Form of Advertisement
All advertising for this property includes either the HUD-approved Equal Housing Opportunity logo, the Equal Housing Opportunity slogan, or an equal housing statement. All visual advertising will depict members of all eligible protected classes including individuals from both majority and minority groups.
Source of Advertising
The property will use the following public forums for its advertising: The Sentinel and Apartment Finders.com.
Fair Housing Poster
The property has posted the required Equal Housing Opportunity poster in a window of the Leasing Office which can be seen from the street, so that it is readily apparent to all persons seeking housing.

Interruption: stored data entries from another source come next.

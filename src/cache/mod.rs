//! Content-addressed fingerprint cache deciding which documents need work.
//!
//! The table maps an output-relative path to a pair of SHA-256 fingerprints:
//! one over the source side (body text, tool version, metadata text) and one
//! over the produced output file. A record only counts as fresh when the
//! source fingerprint matches, the output file still exists, and the output
//! file still hashes to the recorded value, so the cache self-heals against
//! external edits to either tree.
//!
//! The table lives in memory behind a mutex and is flushed to a single JSON
//! database file on a cadence and at run end.

use crate::error::{BlogconvError, Result};
use serde::{Deserialize, Serialize};
use sha2::{Digest, Sha256};
use std::collections::{HashMap, HashSet};
use std::path::{Path, PathBuf};
use std::sync::Mutex;

/// Persisted per-output-path cache entry.
#[derive(Debug, Clone, PartialEq, Eq, Serialize, Deserialize)]
pub struct CacheRecord {
    pub content_fingerprint: String,
    pub output_fingerprint: String,
}

/// SHA-256 over the source side of a document: body text, tool version,
/// metadata text. Including the version invalidates every record across
/// tool upgrades.
pub fn content_fingerprint(body: &str, metadata: &str) -> String {
    let mut hasher = Sha256::new();
    hasher.update(body.as_bytes());
    hasher.update(b"\n");
    hasher.update(env!("CARGO_PKG_VERSION").as_bytes());
    hasher.update(b"\n");
    hasher.update(metadata.as_bytes());
    format!("{:x}", hasher.finalize())
}

/// SHA-256 over raw bytes, used for the produced-output side.
pub fn output_fingerprint(data: &[u8]) -> String {
    let mut hasher = Sha256::new();
    hasher.update(data);
    format!("{:x}", hasher.finalize())
}

fn hash_file(path: &Path) -> Result<String> {
    let data = std::fs::read(path)?;
    Ok(output_fingerprint(&data))
}

/// Thread-safe fingerprint cache backed by a single JSON file
pub struct FingerprintCache {
    db_path: PathBuf,
    table: Mutex<HashMap<String, CacheRecord>>,
}

impl FingerprintCache {
    /// Load the cache table from `db_path`, or start empty when the file is
    /// absent. An unreadable or corrupt database is logged and treated as
    /// empty rather than failing the run.
    pub fn load(db_path: &Path) -> Self {
        let table = match std::fs::read_to_string(db_path) {
            Ok(raw) => match serde_json::from_str::<HashMap<String, CacheRecord>>(&raw) {
                Ok(table) => table,
                Err(e) => {
                    log::warn!("Cache database {} is corrupt ({}), starting empty", db_path.display(), e);
                    HashMap::new()
                }
            },
            Err(e) if e.kind() == std::io::ErrorKind::NotFound => HashMap::new(),
            Err(e) => {
                log::warn!("Failed to read cache database {} ({}), starting empty", db_path.display(), e);
                HashMap::new()
            }
        };

        Self {
            db_path: db_path.to_path_buf(),
            table: Mutex::new(table),
        }
    }

    /// Decide whether the document behind `output_key` must be regenerated.
    ///
    /// Four-way check:
    /// 1. no record for the output path → regenerate
    /// 2. source fingerprint changed → regenerate
    /// 3. output file missing from disk → regenerate
    /// 4. output file no longer hashes to the recorded fingerprint → regenerate
    ///
    /// Only when all four hold is the document skipped.
    pub fn should_regenerate(
        &self,
        output_key: &str,
        output_path: &Path,
        new_content_fingerprint: &str,
    ) -> bool {
        let record = match self.table.lock().unwrap().get(output_key).cloned() {
            Some(record) => record,
            None => return true,
        };

        if record.content_fingerprint != new_content_fingerprint {
            return true;
        }

        if !output_path.is_file() {
            return true;
        }

        match hash_file(output_path) {
            Ok(current) => current != record.output_fingerprint,
            Err(e) => {
                log::warn!("Failed to hash output {}: {}", output_path.display(), e);
                true
            }
        }
    }

    /// Overwrite the record for `output_key` after a successful write.
    pub fn record(&self, output_key: &str, record: CacheRecord) {
        self.table.lock().unwrap().insert(output_key.to_string(), record);
    }

    /// Drop every record under `dist_root` whose output key is no longer
    /// expected, unlinking the stale output file from the dist tree. Keys are
    /// full output paths, so records belonging to other output roots are left
    /// alone. Returns the removed keys.
    pub fn garbage_collect(&self, expected_keys: &HashSet<String>, dist_root: &Path) -> Vec<String> {
        let mut table = self.table.lock().unwrap();
        let stale: Vec<String> = table
            .keys()
            .filter(|key| Path::new(key).starts_with(dist_root) && !expected_keys.contains(*key))
            .cloned()
            .collect();

        for key in &stale {
            table.remove(key);
            let path = PathBuf::from(key);
            match std::fs::remove_file(&path) {
                Ok(()) => log::info!("Removed stale output {}", path.display()),
                Err(e) if e.kind() == std::io::ErrorKind::NotFound => {}
                Err(e) => log::warn!("Failed to remove stale output {}: {}", path.display(), e),
            }
        }

        stale
    }

    /// Number of records currently in the table.
    pub fn len(&self) -> usize {
        self.table.lock().unwrap().len()
    }

    pub fn is_empty(&self) -> bool {
        self.table.lock().unwrap().len() == 0
    }

    /// Serialize the whole table to the database file. The write goes to a
    /// temporary sibling first and is renamed into place so an interrupted
    /// flush never truncates the previous table.
    pub fn flush(&self) -> Result<()> {
        let snapshot = self.table.lock().unwrap().clone();
        let raw = serde_json::to_string(&snapshot)
            .map_err(|e| BlogconvError::Cache(format!("serialize cache table: {e}")))?;

        if let Some(parent) = self.db_path.parent() {
            if !parent.as_os_str().is_empty() {
                std::fs::create_dir_all(parent)?;
            }
        }

        let tmp = self.db_path.with_extension("json.tmp");
        std::fs::write(&tmp, raw)?;
        std::fs::rename(&tmp, &self.db_path)?;
        Ok(())
    }
}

VIII. Waiting List Management
Anyone who wishes to be admitted to the property or to be placed on the property’s Waiting List must complete an application. The application must include a signature certifying the accuracy and completeness of information provided. If the applicant is placed on the property’s Waiting List, the list will note the name of the applicant, the date and time of application, the type of income, the size of unit desired, and any other pertinent information.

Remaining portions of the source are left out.